The Supreme Court’s verdict has given major ammunition to the Congress, which is now demanding a special session of the Assembly to nullify the court’s decision and to send a proposal to the Centre for instituting 27 per cent reservation for the OBC category.

“If the Shivraj government is serious, then it should call for an Assembly session for a resolution to be passed for OBC reservation,” Congress MLA Kamleshwar Patel told ThePrint. “But it is an RSS ploy to deny reservation,” he alleged.

Speaking to ThePrint, petitioner Jaffar Islam, a Congress leader, levelled similar allegations. “The state government is still seeking time to complete the triple test. How much time do they need?” he asked.

BJP leaders, meanwhile, are trying to draw attention the fact that it was petitions from the Congress that led to the matter ending up in the SC in the first place, and that the opposition party was thus responsible for failing the OBCs.

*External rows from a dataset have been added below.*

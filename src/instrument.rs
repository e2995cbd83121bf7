//! Instrument command transport.
//!
//! [`InstrumentConnection`] is the only capability the controller needs from
//! a connection: send one command string. [`SerialInstrument`] talks to a
//! real supply over a serial port, [`LoopbackInstrument`] records commands
//! for dry runs.

use std::io::{self, Write};
use std::time::Duration;

use serde::{Deserialize, Serialize};
use thiserror::Error;
use tracing::{debug, info};

/// Error raised by the command transport.
#[derive(Debug, Error)]
pub enum InstrumentError {
    /// No instrument connection could be enumerated.
    #[error("no instrument connections available")]
    NoConnections,
    /// The session behind this connection is closed.
    #[error("connection '{0}' is not open")]
    NotConnected(String),
    /// Enumerating or opening a port failed.
    #[error("serial port: {0}")]
    Serial(#[from] serialport::Error),
    /// Writing a command failed or timed out.
    #[error("failed to send '{command}': {source}")]
    Send {
        command: String,
        #[source]
        source: io::Error,
    },
}

/// A connection capable of sending command strings to an instrument.
pub trait InstrumentConnection {
    /// Sends one command. Returns once the transport has accepted it.
    fn send(&mut self, command: &str) -> Result<(), InstrumentError>;

    /// Name of the resource this connection is bound to.
    fn resource(&self) -> &str;

    /// Whether a live session backs this connection.
    fn is_connected(&self) -> bool {
        true
    }
}

impl<C: InstrumentConnection + ?Sized> InstrumentConnection for Box<C> {
    fn send(&mut self, command: &str) -> Result<(), InstrumentError> {
        (**self).send(command)
    }

    fn resource(&self) -> &str {
        (**self).resource()
    }

    fn is_connected(&self) -> bool {
        (**self).is_connected()
    }
}

fn default_baud_rate() -> u32 {
    9600
}

fn default_timeout_ms() -> u64 {
    2000
}

/// Serial line settings for the supply.
#[derive(Debug, Clone, PartialEq, Eq, Serialize, Deserialize)]
pub struct SerialSettings {
    /// Port to open. When unset the first enumerated port is used.
    #[serde(default)]
    pub port: Option<String>,
    #[serde(default = "default_baud_rate")]
    pub baud_rate: u32,
    #[serde(default = "default_timeout_ms")]
    pub timeout_ms: u64,
}

impl Default for SerialSettings {
    fn default() -> Self {
        Self {
            port: None,
            baud_rate: default_baud_rate(),
            timeout_ms: default_timeout_ms(),
        }
    }
}

/// Lists the names of every serial port the host reports.
pub fn available_instruments() -> Result<Vec<String>, InstrumentError> {
    let ports = serialport::available_ports()?;
    Ok(ports.into_iter().map(|p| p.port_name).collect())
}

// Commands are newline terminated, as the supply's serial interface expects.
pub struct SerialInstrument {
    port: Box<dyn serialport::SerialPort>,
    name: String,
}

impl SerialInstrument {
    /// Opens `name` with the given settings.
    pub fn open(name: &str, settings: &SerialSettings) -> Result<Self, InstrumentError> {
        let port = serialport::new(name, settings.baud_rate)
            .timeout(Duration::from_millis(settings.timeout_ms))
            .open()?;
        info!(port = %name, baud = settings.baud_rate, "instrument connection opened");
        Ok(Self {
            port,
            name: name.to_owned(),
        })
    }

    /// Opens the configured port, or the first enumerated one if none is set.
    pub fn open_first(settings: &SerialSettings) -> Result<Self, InstrumentError> {
        match &settings.port {
            Some(name) => Self::open(name, settings),
            None => {
                let ports = available_instruments()?;
                let first = ports.first().ok_or(InstrumentError::NoConnections)?;
                Self::open(first, settings)
            }
        }
    }
}

impl InstrumentConnection for SerialInstrument {
    fn send(&mut self, command: &str) -> Result<(), InstrumentError> {
        debug!(port = %self.name, command, "send");
        let framed = format!("{}\n", command);
        self.port
            .write_all(framed.as_bytes())
            .and_then(|_| self.port.flush())
            .map_err(|source| InstrumentError::Send {
                command: command.to_owned(),
                source,
            })
    }

    fn resource(&self) -> &str {
        &self.name
    }
}

/// Accepts and records every command without touching hardware.
#[derive(Debug, Clone)]
pub struct LoopbackInstrument {
    name: String,
    connected: bool,
    commands: Vec<String>,
}

impl LoopbackInstrument {
    pub fn new(name: impl Into<String>) -> Self {
        Self {
            name: name.into(),
            connected: true,
            commands: Vec::new(),
        }
    }

    /// A loopback with no session behind it. Controllers refuse it.
    pub fn disconnected(name: impl Into<String>) -> Self {
        Self {
            connected: false,
            ..Self::new(name)
        }
    }

    /// Every command sent so far, in order.
    pub fn commands(&self) -> &[String] {
        &self.commands
    }
}

impl InstrumentConnection for LoopbackInstrument {
    fn send(&mut self, command: &str) -> Result<(), InstrumentError> {
        if !self.connected {
            return Err(InstrumentError::NotConnected(self.name.clone()));
        }
        info!(resource = %self.name, command, "dry-run command");
        self.commands.push(command.to_owned());
        Ok(())
    }

    fn resource(&self) -> &str {
        &self.name
    }

    fn is_connected(&self) -> bool {
        self.connected
    }
}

Home minister Narottam Mishra told ThePrint that the Congress’s actions seemed hypocritical. “The Congress went to court and now it is talking about OBC reservations. The BJP has given Madhya Pradesh three chief ministers from the OBC community (Chouhan, Uma Bharti, and Babulal Gaur), but Kamal Nath ditched the (late) OBC leader Subhash Yadav so he could become CM,” he alleged.

OBC leaders in the BJP, however, are upset at the current scenario.

Bhagat Singh Kushwah, chief of the BJP OBC Morcha in MP told ThePrint: “We respect the Supreme Court’s decision, but how is it that a community which forms about 50 per cent of the population is getting only 14 per cent reservation? It is an injustice to the community… the court should consider the larger issue.”